In fact he’s lucky the meeting did not get a lot worse than Wilson Tuckey’s outburst, he was angrily railing against any ETS whatsoever according to Coalition sources.
While on the one hand the Coalition has released the Frontier Economics report as plan B to the Government’s ETS legislation it is failing to commit to the plan as part of its own alternative.
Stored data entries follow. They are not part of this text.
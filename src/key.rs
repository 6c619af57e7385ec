use der::{Decode, Encode};
use ed25519_dalek::VerifyingKey as Ed25519VerifyingKey;
use p256::ecdsa::VerifyingKey as P256VerifyingKey;
use p384::ecdsa::VerifyingKey as P384VerifyingKey;
use rsa::{
    RsaPublicKey,
    pkcs1::{DecodeRsaPublicKey, EncodeRsaPublicKey},
};
use sha1::{Digest, Sha1};
use x509_cert::spki::{AlgorithmIdentifierOwned, ObjectIdentifier, SubjectPublicKeyInfoOwned};

use crate::error::{CloudPkiError, Result};
use crate::pem_utils::pem_to_der;

/// A key identifier as carried by the subject and authority key identifier extensions.
pub type KeyIdentifier = [u8; 20];

const PUBLIC_KEY_PEM_LABEL: &str = "PUBLIC KEY";

/// Public keys that can appear in a certificate request or come back from the key service.
#[derive(Clone, Debug, PartialEq)]
pub enum PublicKey {
    Rsa(RsaPublicKey),
    EcdsaP256(P256VerifyingKey),
    EcdsaP384(P384VerifyingKey),
    Ed25519(Ed25519VerifyingKey),
}

impl PublicKey {
    /// Decodes a `SubjectPublicKeyInfo` into one of the supported key types.
    pub fn from_x509spki(spki: &SubjectPublicKeyInfoOwned) -> Result<Self> {
        let key_bytes = spki.subject_public_key.raw_bytes();
        match spki.algorithm.oid {
            const_oid::db::rfc5912::RSA_ENCRYPTION => {
                Ok(PublicKey::Rsa(RsaPublicKey::from_pkcs1_der(key_bytes)?))
            }
            const_oid::db::rfc5912::ID_EC_PUBLIC_KEY => {
                let curve = spki
                    .algorithm
                    .parameters
                    .as_ref()
                    .and_then(|params| params.decode_as::<ObjectIdentifier>().ok());
                match curve {
                    Some(const_oid::db::rfc5912::SECP_256_R_1) => {
                        P256VerifyingKey::from_sec1_bytes(key_bytes)
                            .map(PublicKey::EcdsaP256)
                            .map_err(|e| CloudPkiError::DecodingError(e.to_string()))
                    }
                    Some(const_oid::db::rfc5912::SECP_384_R_1) => {
                        P384VerifyingKey::from_sec1_bytes(key_bytes)
                            .map(PublicKey::EcdsaP384)
                            .map_err(|e| CloudPkiError::DecodingError(e.to_string()))
                    }
                    other => Err(CloudPkiError::UnsupportedKeyType(format!(
                        "elliptic curve {}",
                        other.map(|oid| oid.to_string()).unwrap_or_default()
                    ))),
                }
            }
            const_oid::db::rfc8410::ID_ED_25519 => {
                let bytes: &[u8; 32] = key_bytes.try_into().map_err(|_| {
                    CloudPkiError::DecodingError("Ed25519 key must be 32 bytes".to_string())
                })?;
                Ed25519VerifyingKey::from_bytes(bytes)
                    .map(PublicKey::Ed25519)
                    .map_err(|e| CloudPkiError::DecodingError(e.to_string()))
            }
            oid => Err(CloudPkiError::UnsupportedKeyType(oid.to_string())),
        }
    }

    /// Decodes a PEM block labeled `PUBLIC KEY`.
    pub fn from_public_key_pem(pem: &str) -> Result<Self> {
        let der = pem_to_der(pem, PUBLIC_KEY_PEM_LABEL)?;
        let spki = SubjectPublicKeyInfoOwned::from_der(&der)?;
        Self::from_x509spki(&spki)
    }

    /// Encodes the key as a `SubjectPublicKeyInfo`.
    pub fn to_x509spki(&self) -> Result<SubjectPublicKeyInfoOwned> {
        let spki = match self {
            PublicKey::Rsa(public) => SubjectPublicKeyInfoOwned::from_key(public.clone())?,
            PublicKey::EcdsaP256(verifying_key) => {
                SubjectPublicKeyInfoOwned::from_key(*verifying_key)?
            }
            PublicKey::EcdsaP384(verifying_key) => {
                SubjectPublicKeyInfoOwned::from_key(*verifying_key)?
            }
            PublicKey::Ed25519(verifying_key) => SubjectPublicKeyInfoOwned {
                algorithm: AlgorithmIdentifierOwned {
                    oid: const_oid::db::rfc8410::ID_ED_25519,
                    parameters: None,
                },
                subject_public_key: der::asn1::BitString::from_bytes(&verifying_key.to_bytes())?,
            },
        };
        Ok(spki)
    }

    /// Derives the 20-byte key identifier: SHA-1 over the DER encoding of the
    /// PKCS#1 `RSAPublicKey { modulus, publicExponent }` structure.
    pub fn key_identifier(&self) -> Result<KeyIdentifier> {
        match self {
            PublicKey::Rsa(public) => {
                let der = public.to_pkcs1_der()?;
                Ok(Sha1::digest(der.as_bytes()).into())
            }
            other => Err(CloudPkiError::UnsupportedKeyType(
                other.algorithm_name().to_string(),
            )),
        }
    }

    pub fn algorithm_name(&self) -> &'static str {
        match self {
            PublicKey::Rsa(_) => "RSA",
            PublicKey::EcdsaP256(_) => "ECDSA P-256",
            PublicKey::EcdsaP384(_) => "ECDSA P-384",
            PublicKey::Ed25519(_) => "Ed25519",
        }
    }

    /// Converts the key into the SSH wire representation used for CA keys.
    pub fn to_ssh_key_data(&self) -> Result<ssh_key::public::KeyData> {
        match self {
            PublicKey::Rsa(public) => Ok(ssh_key::public::KeyData::Rsa(
                ssh_key::public::RsaPublicKey::try_from(public)?,
            )),
            other => Err(CloudPkiError::UnsupportedKeyType(format!(
                "{} keys cannot sign SSH certificates",
                other.algorithm_name()
            ))),
        }
    }

    /// DER encoding of the `SubjectPublicKeyInfo`, mainly useful for comparisons.
    pub fn to_spki_der(&self) -> Result<Vec<u8>> {
        Ok(self.to_x509spki()?.to_der()?)
    }
}

impl From<RsaPublicKey> for PublicKey {
    fn from(public: RsaPublicKey) -> Self {
        PublicKey::Rsa(public)
    }
}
The Coalition is just setting itself up for a savaging of the kind it received from the Government in question time today.
The current stance of the Coalition on the ETS is that that the Frontier report will form the backbone of some kind of alternative and it will continue to “constructively engage” on the topic, but it’s entirely unclear what it actually wants to take out of the report.
There is no commitment to amendments and no party position other than they will block the current ETS proposal put up by the Government.
The strategy seems to be to vote it down this sitting and hope like hell they can get some acceptable amendments using parts of the Frontier report and pass it later in the year.
This would hopefully be in November and therefore before the Copenhagen meeting, meaning then Rudd can’t blame them for going to Copenhagen without an ETS and dodge a double dissolution on the issue.
If this sounds confused it’s because it is confused.
Kevin Rudd and Peter Garrett rightly attacked this stance because it does not make any sense.
Why associate yourself so closely to a new proposal only days out from the Senate vote on the ETS and then come out and say you haven’t made your mind up on an alternative model or even amendments?
Opposition Environment Minister Greg Hunt went as far as to attack the Government for delays in brining the ETS into Parliament. Garrett rightly rebutted that this was coming from the side that has no policy.
Turnbull already has to deal with outright opponents of an ETS in Tuckey and the Nationals, so the decision to set himself up for a further complication on such an important piece of policy seems confused at best.
Note: The model idiot is a Zoolander quote, not calling anyone an idiot.